Department of Cardiopulmonary Sciences, Division of Respiratory Care, College of Health Sciences, Rush University, Chicago, IL, USA.
Department of Epidemiology, University of KY, Lexington, Kentucky.
J Asthma. 2024 Dec;61(12):1688-1697. doi: 10.1080/02770903.2024.2376231. Epub 2024 Jul 10.
BACKGROUND: Chronic respiratory disease disproportionately affects residents of Appalachia, particularly those residing in Central Appalachia. Asthma is particularly burdensome to Central Appalachian residents regarding cost and disability. Improving our understanding of how to mitigate these burdens requires understanding the factors influencing asthma control among individuals with asthma living in Central Appalachia, specifically rural Kentucky. METHODS: This community-based, cross-sectional epidemiologic study used survey data to identify characteristics associated with uncontrolled and controlled asthma. The designation of "uncontrolled asthma" was based on a self-report of ≥ 2 asthma exacerbations in the past year. Individuals with ≤ 1 or no exacerbations were considered to have controlled asthma. Chi-square or Fisher exact tests assessed the association between categorical variables and asthma control categories. Logistic regression was conducted to determine the impact of factors on the likelihood of uncontrolled asthma. RESULTS: In a sample of 211 individuals with self-reported asthma, 29% ( = 61, 46 females) had uncontrolled asthma. Predictors of uncontrolled asthma included depression (odds ratio 2.61, 95% CI 1.22-5.61, = .014) and living in multi-unit housing (odds ratio 4.99, 95% CI 1.47-16.96, = .010) when controlling for age, sex, financial status, and occupation. Being overweight or obese was not a predictor of uncontrolled asthma. Physical activity and BMI did not predict the likelihood of uncontrolled asthma. CONCLUSION: This study highlights significant challenges rural communities in Appalachian Kentucky face in managing asthma. Factors like depression, housing conditions, and a lack of self-management strategies play pivotal roles in asthma control in this population.
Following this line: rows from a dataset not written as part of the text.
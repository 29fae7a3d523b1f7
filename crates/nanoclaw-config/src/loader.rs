// Copyright (c) 2024-2026 Martin Schröder <info@swedishembedded.com>
//
// SPDX-License-Identifier: MIT
use std::path::{Path, PathBuf};

use anyhow::Context;
use tracing::debug;

use crate::Config;

/// Ordered list of config file locations searched from lowest to highest priority.
/// Later files override earlier ones.
fn config_search_paths() -> Vec<PathBuf> {
    let mut paths = Vec::new();

    // 1. System-wide default
    paths.push(PathBuf::from("/etc/nanoclaw/config.yaml"));
    paths.push(PathBuf::from("/etc/nanoclaw/config.yml"));

    // 2. XDG / home
    if let Some(home) = dirs::home_dir() {
        paths.push(home.join(".config/nanoclaw/config.yaml"));
        paths.push(home.join(".config/nanoclaw/config.yml"));
    }
    if let Some(cfg) = dirs::config_dir() {
        paths.push(cfg.join("nanoclaw/config.yaml"));
        paths.push(cfg.join("nanoclaw/config.yml"));
    }

    // 3. Workspace-local
    paths.push(PathBuf::from(".nanoclaw/config.yaml"));
    paths.push(PathBuf::from(".nanoclaw/config.yml"));
    paths.push(PathBuf::from("nanoclaw.yaml"));
    paths.push(PathBuf::from("nanoclaw.yml"));

    paths
}

/// Load configuration by merging all discovered YAML files, then validating
/// the result (§12 of SPEC_FULL). The `extra` argument may provide an
/// explicit path (e.g. a `--config` CLI flag), applied with the highest
/// priority.
pub fn load(extra: Option<&Path>) -> anyhow::Result<Config> {
    let mut merged = serde_yaml::Value::Mapping(serde_yaml::Mapping::new());

    for path in config_search_paths() {
        if path.is_file() {
            debug!(path = %path.display(), "loading config layer");
            let text = std::fs::read_to_string(&path)
                .with_context(|| format!("reading {}", path.display()))?;
            let layer: serde_yaml::Value = serde_yaml::from_str(&text)
                .with_context(|| format!("parsing {}", path.display()))?;
            merge_yaml(&mut merged, layer);
        }
    }

    if let Some(p) = extra {
        debug!(path = %p.display(), "loading explicit config");
        let text =
            std::fs::read_to_string(p).with_context(|| format!("reading {}", p.display()))?;
        let layer: serde_yaml::Value =
            serde_yaml::from_str(&text).with_context(|| format!("parsing {}", p.display()))?;
        merge_yaml(&mut merged, layer);
    }

    let config: Config = if matches!(merged, serde_yaml::Value::Mapping(ref m) if m.is_empty()) {
        Config::default()
    } else {
        serde_yaml::from_value(merged).context("deserialising merged configuration")?
    };

    config.validate().context("validating configuration")?;
    Ok(config)
}

/// Deep-merge `src` into `dst`; src wins on scalar conflicts.
fn merge_yaml(dst: &mut serde_yaml::Value, src: serde_yaml::Value) {
    match (dst, src) {
        (serde_yaml::Value::Mapping(d), serde_yaml::Value::Mapping(s)) => {
            for (k, v) in s {
                let entry = d
                    .entry(k)
                    .or_insert(serde_yaml::Value::Mapping(serde_yaml::Mapping::new()));
                merge_yaml(entry, v);
            }
        }
        (dst, src) => *dst = src,
    }
}

// ─── Unit tests ──────────────────────────────────────────────────────────────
背景:慢性呼吸系统疾病在阿巴拉契亚地区的居民中比例失调,尤其是居住在中阿巴拉契亚地区的居民。哮喘对中阿巴拉契亚地区居民来说尤其在成本和残疾方面负担沉重。要了解如何减轻这些负担,就需要了解影响居住在中阿巴拉契亚地区(特别是肯塔基州农村地区)的哮喘患者控制哮喘的因素。
方法:本基于社区的横断面流行病学研究使用调查数据来确定与中阿巴拉契亚地区哮喘患者控制不良的相关因素。“未控制哮喘”的定义是基于过去一年中≥2 次哮喘加重的自我报告。≤1 次或无加重的患者被认为患有控制良好的哮喘。卡方或 Fisher 精确检验评估了分类变量与哮喘控制分类之间的关联。Logistic 回归用于确定因素对未控制哮喘的可能性的影响。
结果:在 211 名自我报告患有哮喘的个体样本中,29%( = 61,46 名女性)患有未控制的哮喘。未控制哮喘的预测因素包括抑郁(比值比 2.61,95%CI 1.22-5.61, =.014)和居住在多单元住房中(比值比 4.99,95%CI 1.47-16.96, =.010),同时控制年龄、性别、财务状况和职业。超重或肥胖不是未控制哮喘的预测因素。身体活动和 BMI 不能预测未控制哮喘的可能性。
结论:本研究强调了肯塔基州阿巴拉契亚农村社区在管理哮喘方面面临的重大挑战。在该人群中,抑郁、住房条件和缺乏自我管理策略等因素在哮喘控制中起着关键作用。